The topic of “intersectionality” received a particular attention during the 2-days meeting. The Vice Mayor of the Municipality of Bologna, Emily Marion Clancy, presented the project leading to the creation of a team of Diversity Managers as example of a proactive action against discrimination: “Starting from the current mandate, the Municipality of Bologna institutes a working team of five Diversity Managers, who will be selected through a public call. Its aim will be to act in an intersectional perspective on diversity (origin, disability, sexual orientation and gender identity, gender and age). The Diversity Managers will support the Office for Rights and Plural City and the enlargement of Anti-Discrimination Desk (SPAD), thus accompanying the Municipal Administration in developing a good management of all dimensions of diversity: from the improvement of the accessibility to the local services, to the adoption of measures to increase the presence of under-represented minorities in the public administration”.
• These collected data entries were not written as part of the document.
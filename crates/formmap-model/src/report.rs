//! Coverage report derived from a mapping table and a physical field set.

use serde::{Deserialize, Serialize};

/// Reconciliation of a mapping table against the document's field set.
///
/// Purely derived data: recomputed on demand from the current table and
/// physical field list, with no side effects. `unmapped` and `invalid` are
/// sorted lexicographically and disjoint by construction.
#[derive(Debug, Clone, PartialEq, Serialize, Deserialize)]
pub struct CoverageReport {
    /// Number of distinct physical field names in the document.
    pub total_physical: usize,
    /// Distinct physical names claimed by the table via `target` or
    /// `value_map` values. Counts stale claims too, so this can exceed the
    /// number of covered fields.
    pub mapped_count: usize,
    /// Physical names no entry claims.
    pub unmapped: Vec<String>,
    /// Claimed names absent from the physical set.
    pub invalid: Vec<String>,
    /// Percentage of physical fields claimed by the table, 0.0 for an empty
    /// document.
    pub coverage_pct: f64,
}

impl CoverageReport {
    /// True when every physical field is claimed and every claim is valid.
    #[must_use]
    pub fn is_clean(&self) -> bool {
        self.unmapped.is_empty() && self.invalid.is_empty()
    }

    /// Number of physical fields no entry claims.
    #[must_use]
    pub fn unmapped_count(&self) -> usize {
        self.unmapped.len()
    }

    /// Number of stale claims pointing outside the physical set.
    #[must_use]
    pub fn invalid_count(&self) -> usize {
        self.invalid.len()
    }
}

#[cfg(test)]
mod tests {
    use super::*;

    #[test]
    fn report_round_trips() {
        let report = CoverageReport {
            total_physical: 3,
            mapped_count: 2,
            unmapped: vec!["City".to_string()],
            invalid: vec![],
            coverage_pct: 66.7,
        };
        let json = serde_json::to_string(&report).expect("serialize report");
        let round: CoverageReport = serde_json::from_str(&json).expect("deserialize report");
        assert_eq!(round, report);
        assert!(!round.is_clean());
        assert_eq!(round.unmapped_count(), 1);
        assert_eq!(round.invalid_count(), 0);
    }
}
The SUPER project consolidates the multi-year anti-racist commitment of the three cities involved and gives continuity to the programs to prevent and fight discrimination and to promote a culture of respect for differences. The City of Bologna, which hosted the event, has always been an active member of the Steering Committee and since 2015 holds the Presidency of the European Coalition of Cities Against Racism. Among other initiatives, it promoted the creation of the Anti-Discrimination Desk at the Zonarelli Intercultural Center, co-designed and co-managed with 32 associations.

The Municipality of Turin approved in 2019 the Local Action Plan against racist hate crimes and since 2020 it instituted an Office for Rights participating in the Collaboration Pact for anti-racist Turin, made up of over 60 associations and ETS (Third Sector Entities). Turin is part of the Network “Italian Cities of Dialogue” (ICC program) and of the European Coalition of Cities against Racism.
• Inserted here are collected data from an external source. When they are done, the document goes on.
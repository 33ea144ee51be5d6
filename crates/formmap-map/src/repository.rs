//! Filesystem repository for resolved mapping tables.
//!
//! Tables are stored as JSON files named `{form_id}.json` so a reviewed
//! mapping can be reused across runs (and re-analyzed after the source PDF
//! changes). Resolution itself never persists anything; saving is an
//! explicit step.

use std::collections::BTreeMap;
use std::fs;
use std::path::{Path, PathBuf};

use anyhow::{Context, Result};
use serde::{Deserialize, Serialize};

use formmap_model::{MappingEntry, MappingTable};

/// Directory-based store of mapping tables keyed by form identifier.
#[derive(Debug, Clone)]
pub struct MappingRepository {
    base_dir: PathBuf,
}

/// Summary of one stored table, for listing.
#[derive(Debug, Clone, Serialize, Deserialize)]
pub struct StoredTableInfo {
    /// Form identifier the table belongs to.
    pub form_id: String,
    /// File path where the table is stored.
    pub file_path: PathBuf,
    /// Number of mapping entries.
    pub entry_count: usize,
}

/// A mapping table with repository metadata.
#[derive(Debug, Clone, Serialize, Deserialize)]
pub struct StoredMappingTable {
    /// Form identifier this table was resolved for.
    pub form_id: String,
    /// Logical name to entry, the filler contract.
    pub entries: BTreeMap<String, MappingEntry>,
    /// When this table was saved (ISO 8601).
    pub saved_at: Option<String>,
    /// Optional reviewer notes.
    pub description: Option<String>,
    /// Version of the storage format.
    #[serde(default = "default_version")]
    pub version: String,
}

fn default_version() -> String {
    "1.0".to_string()
}

impl StoredMappingTable {
    /// Wraps a resolved table for storage.
    pub fn new(form_id: impl Into<String>, table: MappingTable) -> Self {
        Self {
            form_id: form_id.into(),
            entries: table,
            saved_at: Some(timestamp()),
            description: None,
            version: default_version(),
        }
    }

    /// Adds reviewer notes.
    #[must_use]
    pub fn with_description(mut self, description: impl Into<String>) -> Self {
        self.description = Some(description.into());
        self
    }
}

/// Current UTC timestamp in ISO 8601 form, without an external dependency.
fn timestamp() -> String {
    use std::time::{SystemTime, UNIX_EPOCH};
    let duration = SystemTime::now()
        .duration_since(UNIX_EPOCH)
        .unwrap_or_default();
    format_timestamp(duration.as_secs())
}

fn format_timestamp(secs: u64) -> String {
    let (year, month, day) = civil_from_days(secs / 86_400);
    format!(
        "{year:04}-{month:02}-{day:02}T{:02}:{:02}:{:02}Z",
        (secs % 86_400) / 3_600,
        (secs % 3_600) / 60,
        secs % 60
    )
}

/// Proleptic Gregorian date for a day count since 1970-01-01.
fn civil_from_days(days: u64) -> (u64, u64, u64) {
    // Shift the epoch to 0000-03-01 so leap days fall at the end of the
    // 400-year era arithmetic.
    let z = days + 719_468;
    let era = z / 146_097;
    let doe = z % 146_097;
    let yoe = (doe - doe / 1_460 + doe / 36_524 - doe / 146_096) / 365;
    let doy = doe - (365 * yoe + yoe / 4 - yoe / 100);
    let mp = (5 * doy + 2) / 153;
    let day = doy - (153 * mp + 2) / 5 + 1;
    let month = if mp < 10 { mp + 3 } else { mp - 9 };
    let year = era * 400 + yoe + u64::from(month <= 2);
    (year, month, day)
}


impl MappingRepository {
    /// Opens a repository at the given directory, creating it if needed.
    pub fn new(base_dir: impl Into<PathBuf>) -> Result<Self> {
        let base_dir = base_dir.into();
        fs::create_dir_all(&base_dir).with_context(|| {
            format!(
                "failed to create mapping repository: {}",
                base_dir.display()
            )
        })?;
        Ok(Self { base_dir })
    }

    /// Base directory of this repository.
    #[must_use]
    pub fn base_dir(&self) -> &Path {
        &self.base_dir
    }

    /// Saves a resolved table under the given form id.
    pub fn save(&self, form_id: &str, table: &MappingTable) -> Result<PathBuf> {
        let stored = StoredMappingTable::new(form_id, table.clone());
        self.save_stored(&stored)
    }

    /// Saves a stored table (with metadata).
    pub fn save_stored(&self, stored: &StoredMappingTable) -> Result<PathBuf> {
        let filename = table_filename(&stored.form_id);
        let path = self.base_dir.join(&filename);
        let json = serde_json::to_string_pretty(stored)
            .with_context(|| format!("failed to serialize mapping table for {filename}"))?;
        fs::write(&path, json)
            .with_context(|| format!("failed to write mapping table to {}", path.display()))?;
        Ok(path)
    }

    /// Loads the table for a form id. Returns `None` when none is stored.
    pub fn load(&self, form_id: &str) -> Result<Option<MappingTable>> {
        Ok(self.load_stored(form_id)?.map(|stored| stored.entries))
    }

    /// Loads a stored table with its metadata.
    pub fn load_stored(&self, form_id: &str) -> Result<Option<StoredMappingTable>> {
        let path = self.base_dir.join(table_filename(form_id));
        if !path.exists() {
            return Ok(None);
        }
        let contents = fs::read_to_string(&path)
            .with_context(|| format!("failed to read mapping table from {}", path.display()))?;
        let stored: StoredMappingTable = serde_json::from_str(&contents)
            .with_context(|| format!("failed to parse mapping table from {}", path.display()))?;
        Ok(Some(stored))
    }

    /// Lists all stored tables, sorted by form id.
    pub fn list(&self) -> Result<Vec<StoredTableInfo>> {
        let mut infos = Vec::new();
        for entry in fs::read_dir(&self.base_dir)
            .with_context(|| format!("failed to read repository: {}", self.base_dir.display()))?
        {
            let entry = entry?;
            let path = entry.path();
            if !path.is_file() {
                continue;
            }
            let filename = path
                .file_name()
                .and_then(|name| name.to_str())
                .unwrap_or_default();
            if !filename.ends_with(".json") {
                continue;
            }
            let contents = fs::read_to_string(&path)?;
            if let Ok(stored) = serde_json::from_str::<StoredMappingTable>(&contents) {
                infos.push(StoredTableInfo {
                    form_id: stored.form_id.clone(),
                    file_path: path,
                    entry_count: stored.entries.len(),
                });
            }
        }
        infos.sort_by(|a, b| a.form_id.cmp(&b.form_id));
        Ok(infos)
    }

    /// Deletes a stored table; returns whether one existed.
    pub fn delete(&self, form_id: &str) -> Result<bool> {
        let path = self.base_dir.join(table_filename(form_id));
        if path.exists() {
            fs::remove_file(&path)
                .with_context(|| format!("failed to delete mapping table: {}", path.display()))?;
            Ok(true)
        } else {
            Ok(false)
        }
    }

    /// Checks whether a table is stored for the form id.
    #[must_use]
    pub fn exists(&self, form_id: &str) -> bool {
        self.base_dir.join(table_filename(form_id)).exists()
    }
}

fn table_filename(form_id: &str) -> String {
    format!("{}.json", normalize_id(form_id))
}

/// Normalizes a form id for use in filenames.
fn normalize_id(id: &str) -> String {
    id.trim()
        .to_uppercase()
        .chars()
        .map(|ch| if ch.is_alphanumeric() { ch } else { '_' })
        .collect()
}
Since 2021 the Municipality of Reggio Emilia has been among the 10 cities selected to be part of the Council of Europe’s Working Group on Intercultural Integration for the fight against discrimination and the promotion of diversity. This recognition goes in parallel with other projects - activated over the years with the support of the MondInsieme Foundation - such as the Anti-discrimination Desk and further political actions (realization of protocols and coordination of interinstitutional tables to contrast all types of discrimination).


The High Level Meeting was held in the final stages of the SUPER project - started in March 2021 - which has allowed an intense dialogue with the civil society, sector actors and police, to contain the phenomenon of discrimination, hate crimes and speech, whose emergence is strongly hindered by socio-economic and political factors, and to allow the development of innovative and better measures of prevention and protection.


The three cities are now ready to represent a model in Italy and Europe for other cities wishing to take action against discrimination in all its forms.